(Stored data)

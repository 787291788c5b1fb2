// MIT License - Copyright (c) 2026 Peter Wright

//! Shared per-host bridge session.
//!
//! A [`BridgeSession`] owns one [`Connection`] and runs two background
//! loops once started: a read-dispatch loop that decodes notification
//! frames and fans them out to every registered subscriber in registration
//! order, and a keepalive loop that pings the bridge and reopens a dropped
//! connection. Any number of callers may issue `write`/`query` against the
//! same session concurrently; the connection's write lock keeps their lines
//! whole on the wire.

use std::panic::{catch_unwind, AssertUnwindSafe};
use std::sync::atomic::{AtomicBool, AtomicU64, Ordering};
use std::sync::{Arc, Mutex};

use tokio::sync::watch;
use tokio::task::JoinHandle;
use tokio::time::{interval_at, sleep, Duration, Instant};
use tracing::{debug, error, info, warn};

use crate::config::BridgeConfig;
use crate::connection::{Connection, ReadOutcome};
use crate::error::{LipError, Result};
use crate::protocol::{self, Argument, Frame};

/// Pause between read attempts while the connection is down, so a dead
/// bridge does not spin the read loop between keepalive ticks.
const IDLE_RETRY: Duration = Duration::from_secs(1);

/// Callback invoked with every decoded inbound frame.
///
/// Callbacks run on the read-dispatch loop; they should filter by the
/// frame's mode and integration ID and return quickly.
pub type FrameCallback = Arc<dyn Fn(&Frame) + Send + Sync>;

/// Handle returned by [`BridgeSession::register`]; pass it to
/// [`BridgeSession::unregister`] when the subscriber goes away.
#[derive(Debug, Clone, Copy, PartialEq, Eq, Hash)]
pub struct SubscriptionToken(u64);

struct Subscriber {
    token: SubscriptionToken,
    callback: FrameCallback,
}

/// One shared session per bridge host.
pub struct BridgeSession {
    host: String,
    config: BridgeConfig,
    connection: Connection,
    subscribers: Mutex<Vec<Subscriber>>,
    next_token: AtomicU64,
    opened: AtomicBool,
    started: AtomicBool,
    shutdown_tx: watch::Sender<bool>,
    tasks: Mutex<Vec<JoinHandle<()>>>,
}

impl BridgeSession {
    /// Create an unopened session for the host in `config`.
    pub fn new(config: BridgeConfig) -> Arc<Self> {
        let (shutdown_tx, _) = watch::channel(false);
        Arc::new(Self {
            host: config.host.clone(),
            config,
            connection: Connection::new(),
            subscribers: Mutex::new(Vec::new()),
            next_token: AtomicU64::new(1),
            opened: AtomicBool::new(false),
            started: AtomicBool::new(false),
            shutdown_tx,
            tasks: Mutex::new(Vec::new()),
        })
    }

    /// The host this session talks to.
    pub fn host(&self) -> &str {
        &self.host
    }

    /// Whether the underlying connection is open and authenticated.
    pub fn is_connected(&self) -> bool {
        self.connection.is_connected()
    }

    /// Open the connection using the configured credentials.
    ///
    /// Idempotent. A connect or handshake failure is logged and swallowed;
    /// the keepalive loop retries on its next tick.
    pub async fn open(&self) {
        self.opened.store(true, Ordering::SeqCst);
        if let Err(e) = self
            .connection
            .open(
                &self.config.host,
                self.config.port,
                self.config.username.as_bytes(),
                self.config.password.as_bytes(),
            )
            .await
        {
            warn!("Could not open connection to bridge {}: {}", self.host, e);
        }
    }

    /// Send a `#MODE,ID,ACTION[,ARG]...` command line.
    ///
    /// Fails with [`LipError::NotOpen`] if the session has never been
    /// opened. Wire-level failures are swallowed by the connection; there
    /// is no acknowledgement to report back.
    pub async fn write(
        &self,
        mode: &str,
        integration_id: u32,
        action: u32,
        args: &[Argument],
    ) -> Result<()> {
        if !self.opened.load(Ordering::SeqCst) {
            return Err(LipError::NotOpen);
        }
        let line = protocol::command_line(mode, integration_id, action, args);
        debug!("Writing command to bridge {}: {}", self.host, line);
        self.connection.write_line(line.as_bytes()).await;
        Ok(())
    }

    /// Send a `?MODE,ID,ACTION` query line.
    ///
    /// The bridge answers asynchronously through the notification stream;
    /// correlate by mode/ID/action in a subscriber.
    pub async fn query(&self, mode: &str, integration_id: u32, action: u32) -> Result<()> {
        if !self.opened.load(Ordering::SeqCst) {
            return Err(LipError::NotOpen);
        }
        let line = protocol::query_line(mode, integration_id, action);
        debug!("Writing query to bridge {}: {}", self.host, line);
        self.connection.write_line(line.as_bytes()).await;
        Ok(())
    }

    /// Register a callback for every inbound frame.
    ///
    /// Subscribers are invoked in registration order. Duplicates are not
    /// checked for.
    pub fn register(
        &self,
        callback: impl Fn(&Frame) + Send + Sync + 'static,
    ) -> SubscriptionToken {
        let token = SubscriptionToken(self.next_token.fetch_add(1, Ordering::SeqCst));
        self.subscribers.lock().unwrap().push(Subscriber {
            token,
            callback: Arc::new(callback),
        });
        token
    }

    /// Remove a previously registered subscriber.
    ///
    /// Returns false when the token was already removed.
    pub fn unregister(&self, token: SubscriptionToken) -> bool {
        let mut subscribers = self.subscribers.lock().unwrap();
        let before = subscribers.len();
        subscribers.retain(|s| s.token != token);
        subscribers.len() != before
    }

    /// Start the background read-dispatch and keepalive loops.
    ///
    /// Idempotent: a second call while started does nothing, so only one
    /// read loop ever consumes the connection.
    pub fn start(self: &Arc<Self>) {
        if self.started.swap(true, Ordering::SeqCst) {
            return;
        }
        debug!("Starting session loops for bridge {}", self.host);
        let _ = self.shutdown_tx.send(false);
        let mut tasks = self.tasks.lock().unwrap();
        tasks.push(tokio::spawn(Self::read_loop(Arc::clone(self))));
        tasks.push(tokio::spawn(Self::keepalive_loop(Arc::clone(self))));
    }

    /// Stop both background loops and close the connection.
    pub async fn stop(&self) {
        if !self.started.swap(false, Ordering::SeqCst) {
            return;
        }
        let _ = self.shutdown_tx.send(true);
        for task in self.tasks.lock().unwrap().drain(..) {
            task.abort();
        }
        self.connection.close().await;
        info!("Stopped session for bridge {}", self.host);
    }

    async fn read_loop(session: Arc<Self>) {
        let mut shutdown_rx = session.shutdown_tx.subscribe();
        loop {
            tokio::select! {
                _ = shutdown_rx.changed() => {
                    if *shutdown_rx.borrow() {
                        debug!("Read loop for bridge {} shutting down", session.host);
                        break;
                    }
                }
                outcome = session.connection.read_frame() => match outcome {
                    ReadOutcome::Frame(frame) => session.dispatch(&frame),
                    ReadOutcome::Disconnected => {
                        info!("Reconnecting to bridge {}", session.host);
                        if let Err(e) = session.connection.reopen().await {
                            warn!("Reconnect to bridge {} failed: {}", session.host, e);
                        }
                    }
                    ReadOutcome::NotConnected => sleep(IDLE_RETRY).await,
                }
            }
        }
    }

    async fn keepalive_loop(session: Arc<Self>) {
        let period = Duration::from_millis(session.config.keepalive_interval_ms);
        let mut ticker = interval_at(Instant::now() + period, period);
        let mut shutdown_rx = session.shutdown_tx.subscribe();
        loop {
            tokio::select! {
                _ = shutdown_rx.changed() => {
                    if *shutdown_rx.borrow() {
                        debug!("Keepalive loop for bridge {} shutting down", session.host);
                        break;
                    }
                }
                _ = ticker.tick() => {
                    session.connection.write_line(protocol::PING_LINE.as_bytes()).await;
                    if !session.connection.is_connected()
                        && session.opened.load(Ordering::SeqCst)
                    {
                        debug!("Bridge {} not connected, attempting reconnect", session.host);
                        if let Err(e) = session.connection.reopen().await {
                            warn!("Reconnect to bridge {} failed: {}", session.host, e);
                        }
                    }
                }
            }
        }
    }

    /// Invoke every subscriber with the frame, in registration order.
    ///
    /// A panicking subscriber is caught and logged so the others still see
    /// the frame and the read loop survives.
    fn dispatch(&self, frame: &Frame) {
        debug!(
            "Read value from bridge {}: {} {} {} {}",
            self.host, frame.mode, frame.integration_id, frame.action, frame.value
        );
        let snapshot: Vec<FrameCallback> = self
            .subscribers
            .lock()
            .unwrap()
            .iter()
            .map(|s| Arc::clone(&s.callback))
            .collect();
        for callback in snapshot {
            if catch_unwind(AssertUnwindSafe(|| callback(frame))).is_err() {
                error!(
                    "Subscriber for bridge {} panicked on frame dispatch, skipping",
                    self.host
                );
            }
        }
    }
}

impl Drop for BridgeSession {
    fn drop(&mut self) {
        let _ = self.shutdown_tx.send(true);
        for task in self.tasks.lock().unwrap().drain(..) {
            task.abort();
        }
    }
}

--- ASSIGNMENT ---
Pull out every line above that holds the word "dispatch".

--- RESULT FOR THIS TASK ---
//! loops once started: a read-dispatch loop that decodes notification
/// Callbacks run on the read-dispatch loop; they should filter by the
    /// Start the background read-dispatch and keepalive loops.
                    ReadOutcome::Frame(frame) => session.dispatch(&frame),
    fn dispatch(&self, frame: &Frame) {
                    "Subscriber for bridge {} panicked on frame dispatch, skipping",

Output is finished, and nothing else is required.